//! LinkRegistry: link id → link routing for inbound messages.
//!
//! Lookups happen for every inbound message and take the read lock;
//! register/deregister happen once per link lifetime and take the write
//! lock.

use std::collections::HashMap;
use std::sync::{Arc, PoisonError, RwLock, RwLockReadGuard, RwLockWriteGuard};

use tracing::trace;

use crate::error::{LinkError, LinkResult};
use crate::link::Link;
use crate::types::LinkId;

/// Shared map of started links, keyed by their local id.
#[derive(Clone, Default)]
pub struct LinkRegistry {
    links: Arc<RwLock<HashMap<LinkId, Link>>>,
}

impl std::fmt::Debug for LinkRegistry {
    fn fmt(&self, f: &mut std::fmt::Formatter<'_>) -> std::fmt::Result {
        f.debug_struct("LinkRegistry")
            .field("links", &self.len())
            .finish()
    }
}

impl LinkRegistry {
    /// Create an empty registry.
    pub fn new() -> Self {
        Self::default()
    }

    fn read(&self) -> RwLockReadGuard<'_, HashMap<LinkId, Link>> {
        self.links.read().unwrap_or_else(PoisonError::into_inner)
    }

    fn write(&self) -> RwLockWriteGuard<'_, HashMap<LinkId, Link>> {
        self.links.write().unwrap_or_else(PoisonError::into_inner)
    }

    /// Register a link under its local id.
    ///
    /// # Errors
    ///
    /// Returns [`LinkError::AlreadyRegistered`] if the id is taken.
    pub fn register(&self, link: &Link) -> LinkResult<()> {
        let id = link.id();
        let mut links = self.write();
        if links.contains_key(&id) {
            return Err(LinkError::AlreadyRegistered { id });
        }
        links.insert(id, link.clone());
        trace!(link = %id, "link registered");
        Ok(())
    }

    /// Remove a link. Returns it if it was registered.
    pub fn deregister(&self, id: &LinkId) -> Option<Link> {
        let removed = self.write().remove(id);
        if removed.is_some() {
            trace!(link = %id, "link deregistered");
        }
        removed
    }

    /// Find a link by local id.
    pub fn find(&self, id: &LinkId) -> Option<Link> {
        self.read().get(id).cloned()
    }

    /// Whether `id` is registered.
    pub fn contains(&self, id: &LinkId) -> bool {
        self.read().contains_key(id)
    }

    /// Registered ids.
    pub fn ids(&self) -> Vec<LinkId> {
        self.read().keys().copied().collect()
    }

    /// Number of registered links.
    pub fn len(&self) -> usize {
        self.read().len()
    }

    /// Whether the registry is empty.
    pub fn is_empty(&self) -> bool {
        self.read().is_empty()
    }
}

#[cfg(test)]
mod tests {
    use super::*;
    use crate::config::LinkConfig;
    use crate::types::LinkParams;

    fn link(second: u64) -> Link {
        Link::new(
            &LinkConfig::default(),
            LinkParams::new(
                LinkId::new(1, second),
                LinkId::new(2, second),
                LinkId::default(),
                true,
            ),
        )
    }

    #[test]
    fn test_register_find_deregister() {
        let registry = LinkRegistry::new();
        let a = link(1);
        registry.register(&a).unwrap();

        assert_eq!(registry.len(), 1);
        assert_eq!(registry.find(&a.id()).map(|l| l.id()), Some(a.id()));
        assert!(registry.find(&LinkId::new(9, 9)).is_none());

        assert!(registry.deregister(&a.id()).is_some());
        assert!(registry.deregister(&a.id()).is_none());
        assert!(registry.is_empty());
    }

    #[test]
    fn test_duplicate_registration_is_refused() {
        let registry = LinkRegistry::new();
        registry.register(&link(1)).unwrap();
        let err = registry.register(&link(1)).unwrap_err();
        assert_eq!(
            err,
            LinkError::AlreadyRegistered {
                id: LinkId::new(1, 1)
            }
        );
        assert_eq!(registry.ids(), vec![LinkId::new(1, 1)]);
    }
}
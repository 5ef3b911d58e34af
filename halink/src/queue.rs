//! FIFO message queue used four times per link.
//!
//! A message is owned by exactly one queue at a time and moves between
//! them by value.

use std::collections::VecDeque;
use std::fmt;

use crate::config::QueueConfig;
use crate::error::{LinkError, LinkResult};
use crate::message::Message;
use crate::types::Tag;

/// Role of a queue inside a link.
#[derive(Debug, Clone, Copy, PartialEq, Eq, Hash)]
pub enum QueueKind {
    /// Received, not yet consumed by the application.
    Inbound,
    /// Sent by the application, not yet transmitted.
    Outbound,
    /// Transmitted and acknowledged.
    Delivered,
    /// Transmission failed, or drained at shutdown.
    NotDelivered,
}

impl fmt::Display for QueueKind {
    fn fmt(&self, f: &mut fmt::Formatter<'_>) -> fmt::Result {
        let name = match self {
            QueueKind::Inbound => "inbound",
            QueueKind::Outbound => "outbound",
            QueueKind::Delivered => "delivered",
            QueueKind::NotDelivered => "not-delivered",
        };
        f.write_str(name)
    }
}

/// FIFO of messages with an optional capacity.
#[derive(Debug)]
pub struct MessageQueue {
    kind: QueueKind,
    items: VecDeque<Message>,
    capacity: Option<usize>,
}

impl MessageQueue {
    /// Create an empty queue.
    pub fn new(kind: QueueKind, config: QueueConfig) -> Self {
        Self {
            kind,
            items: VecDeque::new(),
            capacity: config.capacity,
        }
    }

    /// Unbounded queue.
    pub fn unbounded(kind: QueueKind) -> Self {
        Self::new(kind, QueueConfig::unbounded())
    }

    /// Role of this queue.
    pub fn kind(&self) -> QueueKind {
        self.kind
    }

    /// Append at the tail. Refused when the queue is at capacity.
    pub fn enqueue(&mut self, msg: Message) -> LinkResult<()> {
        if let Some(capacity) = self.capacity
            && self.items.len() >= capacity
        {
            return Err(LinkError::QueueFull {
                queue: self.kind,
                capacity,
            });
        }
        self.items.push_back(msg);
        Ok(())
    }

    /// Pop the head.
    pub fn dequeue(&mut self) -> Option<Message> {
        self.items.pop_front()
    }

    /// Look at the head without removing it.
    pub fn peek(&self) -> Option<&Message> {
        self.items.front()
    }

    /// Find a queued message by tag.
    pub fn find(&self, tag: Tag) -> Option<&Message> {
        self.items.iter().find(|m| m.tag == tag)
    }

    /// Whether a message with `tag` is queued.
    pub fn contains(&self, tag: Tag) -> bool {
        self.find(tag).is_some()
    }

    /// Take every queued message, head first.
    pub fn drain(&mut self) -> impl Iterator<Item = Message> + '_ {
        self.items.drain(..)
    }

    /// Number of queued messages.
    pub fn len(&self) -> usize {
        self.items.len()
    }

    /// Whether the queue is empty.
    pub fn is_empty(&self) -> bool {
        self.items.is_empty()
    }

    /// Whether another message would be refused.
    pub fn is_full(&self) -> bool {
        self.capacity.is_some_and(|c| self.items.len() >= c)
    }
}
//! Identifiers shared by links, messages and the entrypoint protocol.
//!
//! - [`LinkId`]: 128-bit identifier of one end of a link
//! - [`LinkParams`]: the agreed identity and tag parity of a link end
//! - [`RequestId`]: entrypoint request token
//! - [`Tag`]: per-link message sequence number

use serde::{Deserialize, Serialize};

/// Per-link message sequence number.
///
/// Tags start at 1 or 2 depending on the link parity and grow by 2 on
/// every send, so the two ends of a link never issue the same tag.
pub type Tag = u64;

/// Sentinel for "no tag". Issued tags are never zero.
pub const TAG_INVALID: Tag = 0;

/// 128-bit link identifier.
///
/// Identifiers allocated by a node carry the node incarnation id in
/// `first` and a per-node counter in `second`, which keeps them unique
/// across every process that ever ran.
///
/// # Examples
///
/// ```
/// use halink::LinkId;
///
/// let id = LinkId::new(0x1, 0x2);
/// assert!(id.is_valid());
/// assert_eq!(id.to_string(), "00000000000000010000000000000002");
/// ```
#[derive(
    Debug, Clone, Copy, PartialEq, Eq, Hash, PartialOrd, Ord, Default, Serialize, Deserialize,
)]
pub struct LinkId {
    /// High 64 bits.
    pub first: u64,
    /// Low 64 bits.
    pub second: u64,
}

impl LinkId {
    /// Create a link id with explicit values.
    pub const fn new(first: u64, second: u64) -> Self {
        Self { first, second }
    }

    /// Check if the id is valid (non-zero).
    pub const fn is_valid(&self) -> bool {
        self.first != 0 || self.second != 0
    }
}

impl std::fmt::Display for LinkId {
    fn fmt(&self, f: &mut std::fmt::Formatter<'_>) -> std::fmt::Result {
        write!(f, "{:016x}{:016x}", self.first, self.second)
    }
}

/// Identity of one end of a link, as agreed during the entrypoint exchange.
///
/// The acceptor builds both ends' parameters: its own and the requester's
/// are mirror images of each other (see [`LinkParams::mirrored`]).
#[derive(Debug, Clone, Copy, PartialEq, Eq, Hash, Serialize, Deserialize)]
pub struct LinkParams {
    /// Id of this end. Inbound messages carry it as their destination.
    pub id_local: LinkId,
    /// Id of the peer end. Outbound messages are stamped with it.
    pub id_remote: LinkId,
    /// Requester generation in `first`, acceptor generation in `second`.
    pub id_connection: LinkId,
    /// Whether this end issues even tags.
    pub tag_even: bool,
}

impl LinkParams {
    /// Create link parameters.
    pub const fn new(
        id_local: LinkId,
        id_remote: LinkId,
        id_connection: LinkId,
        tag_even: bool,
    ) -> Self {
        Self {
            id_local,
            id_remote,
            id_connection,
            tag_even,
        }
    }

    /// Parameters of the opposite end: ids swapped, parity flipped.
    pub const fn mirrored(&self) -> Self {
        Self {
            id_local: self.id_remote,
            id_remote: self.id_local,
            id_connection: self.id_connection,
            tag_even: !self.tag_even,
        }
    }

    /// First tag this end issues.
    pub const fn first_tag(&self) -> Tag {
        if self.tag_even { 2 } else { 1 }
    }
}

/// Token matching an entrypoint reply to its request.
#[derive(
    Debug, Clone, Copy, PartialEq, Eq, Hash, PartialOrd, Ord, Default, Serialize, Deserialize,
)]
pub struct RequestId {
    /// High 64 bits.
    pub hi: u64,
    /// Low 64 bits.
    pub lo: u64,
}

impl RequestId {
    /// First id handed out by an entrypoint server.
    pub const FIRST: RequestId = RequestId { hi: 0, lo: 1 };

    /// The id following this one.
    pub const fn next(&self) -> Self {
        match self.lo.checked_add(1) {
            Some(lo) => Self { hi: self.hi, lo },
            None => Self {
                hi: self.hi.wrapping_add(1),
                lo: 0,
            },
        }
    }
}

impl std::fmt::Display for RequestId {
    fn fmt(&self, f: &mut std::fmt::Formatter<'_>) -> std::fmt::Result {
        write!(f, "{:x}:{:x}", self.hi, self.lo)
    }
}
_ _ _ _ _
» **BRIEF**: Your whole answer should be one number, the count of lines in the records that hold "Outbound".

» **TASK SOLUTION**: 3